Feds: Amedisys paying $150 million to settle fraud allegations, whistleblower suits

NEW ORLEANS (AP) -- Amedisys Inc., a Baton Rouge-based home health company, will pay $150 million to resolve allegations that it inflated Medicare billings and had improper financial relationships with referring physicians, the U.S. Department of Justice said Wednesday.

Amedisys and its affiliates make up one of the nation's largest home health providers, operating in 37 states, Washington, D.C., and Puerto Rico, according to a Justice Department news release.

The company did not immediately return a call for comment.

The settlement does not admit guilt, prosecutors noted.

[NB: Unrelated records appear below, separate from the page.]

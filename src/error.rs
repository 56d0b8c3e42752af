//! Error handling for pullgraph-rs
//!
//! `PipelineError` covers the engine itself; this module wraps it together
//! with the failures of the glue around it: definition files and scripts.

use crate::pipeline::PipelineError;
use std::path::PathBuf;
use thiserror::Error;

/// Main error type for pullgraph-rs operations
#[derive(Error, Debug)]
pub enum PullGraphError {
    /// Errors raised while building or running a graph
    #[error("Pipeline error: {0}")]
    Pipeline(#[from] PipelineError),

    /// Errors related to Rhai script compilation or execution
    #[error("Script error: {0}")]
    Script(String),

    /// Errors in a pipeline definition file
    #[error("Configuration error in {}: {message}", path.display())]
    Config { path: PathBuf, message: String },

    /// Serialization errors
    #[error("Serialization error: {0}")]
    Serialization(String),

    /// Generic errors with context
    #[error("{context}: {source}")]
    WithContext {
        context: String,
        #[source]
        source: Box<PullGraphError>,
    },
}

impl PullGraphError {
    /// Add context to an error
    pub fn with_context(self, context: impl Into<String>) -> Self {
        PullGraphError::WithContext {
            context: context.into(),
            source: Box::new(self),
        }
    }

    pub fn config(path: impl Into<PathBuf>, message: impl Into<String>) -> Self {
        PullGraphError::Config {
            path: path.into(),
            message: message.into(),
        }
    }

    /// Create a script error from a Rhai error
    pub fn from_rhai_error(err: Box<rhai::EvalAltResult>) -> Self {
        PullGraphError::Script(err.to_string())
    }
}

/// Result type alias for pullgraph-rs operations
pub type Result<T> = std::result::Result<T, PullGraphError>;

/// Extension trait for adding context to Results
pub trait ResultExt<T> {
    /// Add context to an error result
    fn context(self, context: impl Into<String>) -> Result<T>;

    /// Add context lazily to an error result
    fn with_context<F>(self, f: F) -> Result<T>
    where
        F: FnOnce() -> String;
}

impl<T> ResultExt<T> for Result<T> {
    fn context(self, context: impl Into<String>) -> Result<T> {
        self.map_err(|e| e.with_context(context))
    }

    fn with_context<F>(self, f: F) -> Result<T>
    where
        F: FnOnce() -> String,
    {
        self.map_err(|e| e.with_context(f()))
    }
}

impl<T> ResultExt<T> for std::result::Result<T, PipelineError> {
    fn context(self, context: impl Into<String>) -> Result<T> {
        self.map_err(|e| PullGraphError::from(e).with_context(context))
    }

    fn with_context<F>(self, f: F) -> Result<T>
    where
        F: FnOnce() -> String,
    {
        self.map_err(|e| PullGraphError::from(e).with_context(f()))
    }
}

impl<T> ResultExt<T> for std::result::Result<T, Box<rhai::EvalAltResult>> {
    fn context(self, context: impl Into<String>) -> Result<T> {
        self.map_err(|e| PullGraphError::from_rhai_error(e).with_context(context))
    }

    fn with_context<F>(self, f: F) -> Result<T>
    where
        F: FnOnce() -> String,
    {
        self.map_err(|e| PullGraphError::from_rhai_error(e).with_context(f()))
    }
}

#[cfg(test)]
mod tests {
    use super::*;
    use crate::pipeline::NodeId;

    #[test]
    fn test_error_display() {
        let err = PullGraphError::Script("unexpected end of input".to_string());
        assert_eq!(err.to_string(), "Script error: unexpected end of input");
    }

    #[test]
    fn test_config_error_names_path() {
        let err = PullGraphError::config("defs/run.toml", "unknown node 'nope'");
        let msg = err.to_string();
        assert!(msg.contains("defs/run.toml"));
        assert!(msg.contains("unknown node 'nope'"));
    }

    #[test]
    fn test_pipeline_error_with_context() {
        let result: std::result::Result<(), PipelineError> =
            Err(PipelineError::UnknownNode(NodeId(3)));
        let err = result.context("Failed to wire 'scale'").unwrap_err();
        assert!(err.to_string().starts_with("Failed to wire 'scale'"));
        assert!(matches!(
            err,
            PullGraphError::WithContext { ref source, .. }
                if matches!(**source, PullGraphError::Pipeline(_))
        ));
    }
}
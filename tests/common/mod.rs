//! Common test utilities and helpers

#![allow(dead_code)] // Test utilities may not all be used in every test file

pub mod builders;
pub mod mock_helpers;

use pullgraph_rs::pipeline::{Node, Value};
use std::sync::atomic::{AtomicUsize, Ordering};
use std::sync::Arc;

/// Wrap integers as pipeline values
pub fn ints(values: &[i64]) -> Vec<Value> {
    values.iter().map(|&v| Value::Int(v)).collect()
}

/// Shared call counter for node functions
#[derive(Debug, Clone, Default)]
pub struct CallCounter(Arc<AtomicUsize>);

impl CallCounter {
    pub fn new() -> Self {
        Self::default()
    }

    pub fn get(&self) -> usize {
        self.0.load(Ordering::SeqCst)
    }

    /// Identity node bumping the counter on every computation
    pub fn identity(&self) -> Node {
        let counter = self.0.clone();
        Node::map(move |v| {
            counter.fetch_add(1, Ordering::SeqCst);
            Ok(v.clone())
        })
    }
}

The agreement resolves False Claims Act allegations that, between 2008 and 2010, some Amedisys offices billed Medicare for unnecessary services and for patients who were not homebound, and misrepresented patients' conditions to increase its Medicare payments.

"These billing violations were the alleged result of management pressure on nurses and therapists to provide care based on the financial benefits to Amedisys, rather than the needs of patients," according to the news release.

The settlement also resolves seven whistleblower lawsuits, six in Pennsylvania and one in Georgia. The whistleblowers, mostly former Amedisys workers, will split more than $26 million.

Prosecutors also alleged that Amedisys workers coordinated patient care at below-market prices for a private cancer practice in Georgia that referred patients to the company.

Amedisys' financial relationship with a private oncology practice in Georgia — whereby Amedisys employees provided patient care coordination services to the oncology practice at below-market prices — violated statutory requirements.

"Home health services are a large and growing part of our federal health care system," said Sally Quillian Yates, U.S. attorney for the Northern District of Georgia. "Health care dollars must be reserved to pay for services needed by patients, not to enrich providers who are bilking the system."

Federal prosecutors in Alabama, Kentucky, South Carolina and New York State also worked on the case.

Company officials also signed an agreement with the Department of Health and Human Services' office of inspector general, requiring the company and its affiliates to set up measures designed to avoid or promptly detect conduct similar to that which gave rise to the settlement.